Она проницательно оценила и действующих лиц, и их отношения. «Я пробежала только Тотлебеновы письма, – писала императрица Панину, – из которых усмотрела непослушание к нему Чоглокова и вранье сего необузданного и безмозглого молодца, а при том не хвалю же и неслыханные подозрительности Тотлебеновы. Я думаю, что он способнее в Грузии наши дела испортить, нежели оные привести в полезное состояние; надлежит определить кого другого».
На смену Тотлебену отправлен был генерал-майор Сухотин. Он продолжал осаду Поти, но, не предвидя успеха, сказался больным и уехал в Тифлис. Соломон пожаловался и на него императрице. Назначено было следствие, а между тем Екатерина признала бесполезным более держать войска за Кавказом, и весной 1772 года отряд возвратился на линию.

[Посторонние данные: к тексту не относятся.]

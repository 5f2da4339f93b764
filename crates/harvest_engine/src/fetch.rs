use std::sync::{
    atomic::{AtomicUsize, Ordering},
    Arc,
};
use std::time::Duration;

use futures_util::StreamExt;
use harvest_logging::{harvest_debug, harvest_warn};
use reqwest::header::CONTENT_TYPE;
use scraper::{Html, Selector};

use crate::client::{ClientError, ClientErrorKind, PageClient, PageClientFactory};
use crate::decode::decode_page;
use crate::text::element_text;

#[derive(Debug, Clone)]
pub struct FetchSettings {
    pub connect_timeout: Duration,
    /// Whole-request limit. `None` waits for a slow page indefinitely.
    pub request_timeout: Option<Duration>,
    pub redirect_limit: usize,
    pub max_bytes: u64,
    pub allowed_content_types: Vec<String>,
    pub user_agent: String,
}

impl Default for FetchSettings {
    fn default() -> Self {
        Self {
            connect_timeout: Duration::from_secs(10),
            request_timeout: None,
            redirect_limit: 5,
            max_bytes: 5 * 1024 * 1024,
            allowed_content_types: vec![
                "text/html".to_string(),
                "application/xhtml+xml".to_string(),
            ],
            user_agent: concat!("story-harvest/", env!("CARGO_PKG_VERSION")).to_string(),
        }
    }
}

/// Creates one [`ReqwestPageClient`] per harvest run.
#[derive(Debug, Clone, Default)]
pub struct ReqwestClientFactory {
    settings: FetchSettings,
}

impl ReqwestClientFactory {
    pub fn new(settings: FetchSettings) -> Self {
        Self { settings }
    }
}

#[async_trait::async_trait]
impl PageClientFactory for ReqwestClientFactory {
    async fn connect(&self) -> Result<Box<dyn PageClient>, ClientError> {
        Ok(Box::new(ReqwestPageClient::new(self.settings.clone())?))
    }
}

struct LoadedPage {
    final_url: String,
    html: String,
}

/// Page client for statically rendered sites: plain GET, then CSS selector
/// queries against the parsed response.
pub struct ReqwestPageClient {
    settings: FetchSettings,
    client: Option<reqwest::Client>,
    page: Option<LoadedPage>,
    redirect_counter: Arc<AtomicUsize>,
}

impl ReqwestPageClient {
    pub fn new(settings: FetchSettings) -> Result<Self, ClientError> {
        let redirect_counter = Arc::new(AtomicUsize::new(0));
        let client = build_client(&settings, redirect_counter.clone())?;
        Ok(Self {
            settings,
            client: Some(client),
            page: None,
            redirect_counter,
        })
    }

    fn is_content_type_allowed(&self, content_type: &str) -> bool {
        let ct = content_type.split(';').next().unwrap_or(content_type).trim();
        self.settings
            .allowed_content_types
            .iter()
            .any(|allowed| allowed.eq_ignore_ascii_case(ct))
    }

    fn loaded_html(&self) -> Result<&str, ClientError> {
        if self.client.is_none() {
            return Err(ClientError::new(ClientErrorKind::Released, ""));
        }
        self.page
            .as_ref()
            .map(|page| page.html.as_str())
            .ok_or_else(|| ClientError::new(ClientErrorKind::NoPageLoaded, ""))
    }

    async fn download(&self, url: &str) -> Result<LoadedPage, ClientError> {
        let client = self
            .client
            .as_ref()
            .ok_or_else(|| ClientError::new(ClientErrorKind::Released, ""))?;
        let parsed = reqwest::Url::parse(url)
            .map_err(|err| ClientError::new(ClientErrorKind::InvalidUrl, err.to_string()))?;
        self.redirect_counter.store(0, Ordering::Relaxed);

        let mut request = client.get(parsed);
        if let Some(timeout) = self.settings.request_timeout {
            request = request.timeout(timeout);
        }
        let response = request.send().await.map_err(map_reqwest_error)?;

        let status = response.status();
        if !status.is_success() {
            return Err(ClientError::new(
                ClientErrorKind::HttpStatus(status.as_u16()),
                status.to_string(),
            ));
        }

        if let Some(content_len) = response.content_length() {
            if content_len > self.settings.max_bytes {
                return Err(ClientError::new(
                    ClientErrorKind::TooLarge {
                        max_bytes: self.settings.max_bytes,
                        actual: Some(content_len),
                    },
                    "response too large",
                ));
            }
        }

        let final_url = response.url().to_string();
        let content_type = response
            .headers()
            .get(CONTENT_TYPE)
            .and_then(|value| value.to_str().ok())
            .map(|value| value.to_string());

        if let Some(ct) = content_type.as_deref() {
            if !self.is_content_type_allowed(ct) {
                return Err(ClientError::new(
                    ClientErrorKind::UnsupportedContentType {
                        content_type: ct.to_string(),
                    },
                    "unsupported content type",
                ));
            }
        }

        let mut bytes = Vec::new();
        let mut stream = response.bytes_stream();
        while let Some(chunk) = stream.next().await {
            let chunk = chunk.map_err(map_reqwest_error)?;
            let next_len = bytes.len() as u64 + chunk.len() as u64;
            if next_len > self.settings.max_bytes {
                return Err(ClientError::new(
                    ClientErrorKind::TooLarge {
                        max_bytes: self.settings.max_bytes,
                        actual: Some(next_len),
                    },
                    "response too large",
                ));
            }
            bytes.extend_from_slice(&chunk);
        }

        let decoded = decode_page(&bytes, content_type.as_deref());
        if decoded.had_errors {
            harvest_warn!(
                "Page {} had malformed {} sequences; decoded lossily",
                final_url,
                decoded.encoding_label
            );
        }
        harvest_debug!(
            "Loaded {} ({} bytes, {}, {} redirects)",
            final_url,
            bytes.len(),
            decoded.encoding_label,
            self.redirect_counter.load(Ordering::Relaxed)
        );

        Ok(LoadedPage {
            final_url,
            html: decoded.html,
        })
    }
}

#[async_trait::async_trait]
impl PageClient for ReqwestPageClient {
    async fn navigate(&mut self, url: &str) -> Result<(), ClientError> {
        // A failed navigation leaves no page loaded, like a browser error page.
        self.page = None;
        self.page = Some(self.download(url).await?);
        Ok(())
    }

    async fn query_text(&mut self, selector: &str) -> Result<Option<String>, ClientError> {
        let html = self.loaded_html()?;
        select_text(html, selector)
    }

    async fn query_attribute(
        &mut self,
        selector: &str,
        attribute: &str,
    ) -> Result<Option<String>, ClientError> {
        let html = self.loaded_html()?;
        select_attribute(html, selector, attribute)
    }

    async fn exists(&mut self, selector: &str) -> Result<bool, ClientError> {
        let html = self.loaded_html()?;
        select_exists(html, selector)
    }

    fn current_url(&self) -> Option<&str> {
        self.page.as_ref().map(|page| page.final_url.as_str())
    }

    async fn release(&mut self) -> Result<(), ClientError> {
        self.page = None;
        self.client = None;
        Ok(())
    }
}

fn build_client(
    settings: &FetchSettings,
    redirect_counter: Arc<AtomicUsize>,
) -> Result<reqwest::Client, ClientError> {
    let redirect_limit = settings.redirect_limit;
    let policy = reqwest::redirect::Policy::custom(move |attempt| {
        let count = attempt.previous().len();
        redirect_counter.store(count, Ordering::Relaxed);
        if count >= redirect_limit {
            attempt.error("redirect limit exceeded")
        } else {
            attempt.follow()
        }
    });

    reqwest::Client::builder()
        .connect_timeout(settings.connect_timeout)
        .user_agent(settings.user_agent.clone())
        .redirect(policy)
        .build()
        .map_err(|err| ClientError::new(ClientErrorKind::Network, err.to_string()))
}

fn parse_selector(selector: &str) -> Result<Selector, ClientError> {
    Selector::parse(selector)
        .map_err(|err| ClientError::new(ClientErrorKind::InvalidSelector, format!("{selector}: {err}")))
}

// `Html` is not `Send`, so parsing stays inside these synchronous helpers and
// never lives across an await point.
fn select_text(html: &str, selector: &str) -> Result<Option<String>, ClientError> {
    let sel = parse_selector(selector)?;
    let doc = Html::parse_document(html);
    let text = doc.select(&sel).next().map(element_text);
    Ok(text)
}

fn select_exists(html: &str, selector: &str) -> Result<bool, ClientError> {
    let sel = parse_selector(selector)?;
    let doc = Html::parse_document(html);
    let found = doc.select(&sel).next().is_some();
    Ok(found)
}

fn select_attribute(
    html: &str,
    selector: &str,
    attribute: &str,
) -> Result<Option<String>, ClientError> {
    let sel = parse_selector(selector)?;
    let doc = Html::parse_document(html);
    let value = doc
        .select(&sel)
        .next()
        .and_then(|element| element.value().attr(attribute))
        .map(str::to_string);
    Ok(value)
}

fn map_reqwest_error(err: reqwest::Error) -> ClientError {
    if err.is_timeout() {
        return ClientError::new(ClientErrorKind::Timeout, err.to_string());
    }
    if err.is_redirect() {
        return ClientError::new(ClientErrorKind::RedirectLimitExceeded, err.to_string());
    }
    ClientError::new(ClientErrorKind::Network, err.to_string())
}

В Грузии осталось множество русских дезертиров, которых собрать не было никакой возможности. Один из них, Семитриев, с шайкой в триста человек, пробрался даже на Каспийское море, грабил там туркменские и персидские берега, добыл четыре пушки и, наконец, появился на Волге. Здесь он был разбит посланными против него войсками, бежал на Дон и выдан был казаками.
По удалении русских войск Соломон один продолжал военные действия, защищая от нападений турок границы своего государства.

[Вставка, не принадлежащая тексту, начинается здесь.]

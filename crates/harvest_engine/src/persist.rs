//! Output files are written to a sibling temp file and renamed into place, so
//! a reader never observes a half-written document.

use std::fs;
use std::io::{self, Write};
use std::path::{Path, PathBuf};

use tempfile::NamedTempFile;
use thiserror::Error;

#[derive(Debug, Error)]
pub enum PersistError {
    #[error("output directory missing or not writable: {0}")]
    OutputDir(String),
    #[error("io error: {0}")]
    Io(#[from] io::Error),
}

/// Creates `dir` if missing and checks that files can be created in it.
pub fn ensure_output_dir(dir: &Path) -> Result<(), PersistError> {
    if dir.exists() {
        let meta = fs::metadata(dir).map_err(|e| PersistError::OutputDir(e.to_string()))?;
        if !meta.is_dir() {
            return Err(PersistError::OutputDir(format!(
                "{} is not a directory",
                dir.display()
            )));
        }
    } else {
        fs::create_dir_all(dir).map_err(|e| PersistError::OutputDir(e.to_string()))?;
    }
    NamedTempFile::new_in(dir).map_err(|e| PersistError::OutputDir(e.to_string()))?;
    Ok(())
}

pub struct AtomicFileWriter {
    dir: PathBuf,
}

impl AtomicFileWriter {
    pub fn new(dir: impl Into<PathBuf>) -> Self {
        Self { dir: dir.into() }
    }

    /// Writes `content` to `{dir}/{filename}`, replacing any existing file.
    pub fn write(&self, filename: &str, content: &[u8]) -> Result<PathBuf, PersistError> {
        ensure_output_dir(&self.dir)?;

        let target = self.dir.join(filename);
        let mut tmp = NamedTempFile::new_in(&self.dir)?;
        tmp.write_all(content)?;
        tmp.flush()?;
        tmp.as_file_mut().sync_all()?;

        if target.exists() {
            fs::remove_file(&target)?;
        }
        tmp.persist(&target).map_err(|e| PersistError::Io(e.error))?;
        Ok(target)
    }
}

Грузия же, при посредстве Персии, заключила с гурками выгодный мир, и царь Ираклий получил от султана в подарок шубу, лошадь с убором и саблю.
По счастью для России, все смуты и неудачи ее в отдаленном Закавказье не производили особенно сильного впечатления: о них мало знали в России и вовсе не знали в Западной Европе, где хорошо помнили только Кагульскую и Чесменскую битвы. Екатерина спешила воспользоваться таким положением дел и, выговорив при заключении Кючук-Кайнарджийского мира выгодные условия для Грузии и Имеретин, удержала над ними свое влияние. Христианские народы Закавказья, окруженные могущественным магометанским миром, со своей стороны, не могли не видеть по-прежнему своего спасения единственно на севере, в единоверной стране.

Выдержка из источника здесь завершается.